Speech recognition is useful for VR not only for simulating conversations with AI agents but also for the user to communicate with any application that requires a great number of options. Typing out a response or command might be too impractical, and overcrowding the application with buttons or other GUI elements could get confusing very fast. But anyone who is capable of speech can easily speak while they are in a VR experience.
Unity Labs’ virtual reality (VR) authoring platform Carte Blanche will have a personal assistant called U, with whom the user will be able to speak in order to easily perform certain actions. We at Labs have been researching speech recognition and analysis tools that could be used to implement these voice commands.
The first section of this article presents concepts and theory behind speech recognition. It serves as a primer introducing related concepts and links for the reader to get more information on this field. The second section presents a Unity Asset Store package and public repository we are making available that provides a wrapper for several speech-to-text solutions and a sample scene that compares text transcriptions from each API.
Speech recognition is the transcription from speech to text by a program. Semantic analysis goes a step further by attempting to determine the intended meaning of this text. Even the best speech recognition and semantic analysis software today is far from perfect. Although we humans solve these tasks very intuitively and without much apparent effort, trying to get a program to perform both poses problems that are much more difficult to solve than one might think.

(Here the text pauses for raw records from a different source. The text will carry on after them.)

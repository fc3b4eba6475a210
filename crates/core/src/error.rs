//! Domain error model.

use thiserror::Error;

/// Result type used across the domain layer.
pub type DomainResult<T> = Result<T, DomainError>;

/// Domain-level error shared by every bounded context.
///
/// Context-specific failures (billing ceilings, archived invoices, ...) live in
/// the owning crate and convert from this type.
#[derive(Debug, Error, Clone, PartialEq, Eq)]
pub enum DomainError {
    /// A required property was missing or blank at construction time.
    #[error("invalid property: {0}")]
    InvalidProperty(String),

    /// An identifier was invalid (e.g. parse failure).
    #[error("invalid identifier: {0}")]
    InvalidId(String),
}

impl DomainError {
    pub fn invalid_property(msg: impl Into<String>) -> Self {
        Self::InvalidProperty(msg.into())
    }

    pub fn invalid_id(msg: impl Into<String>) -> Self {
        Self::InvalidId(msg.into())
    }
}

/// Reject a blank (empty or whitespace-only) string property.
pub fn ensure_not_blank(field: &str, value: &str) -> DomainResult<()> {
    if value.trim().is_empty() {
        return Err(DomainError::invalid_property(format!("{field} cannot be blank")));
    }
    Ok(())
}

One vital component of today’s statistically-based speech recognition is acoustic modeling. This process involves starting with a waveform and from it determining the probabilities of distinct speech sounds, or phonemes (e.g. “s”, “p”, “ē”, and “CH” in “speech”), occurring at discrete moments in time. The acoustic model most commonly used is a hidden Markov model (HMM), which is a type of probability graph called a Bayesian network (Fig. 1). HMMs are named so because some of the states in the model are hidden - you only have the outputs of these states to work with, and the goal is to use these to determine what the hidden states might have been. For acoustic modeling, this means looking at the waveform output and trying to figure out the most probable input phonemes - what the speaker intended to say.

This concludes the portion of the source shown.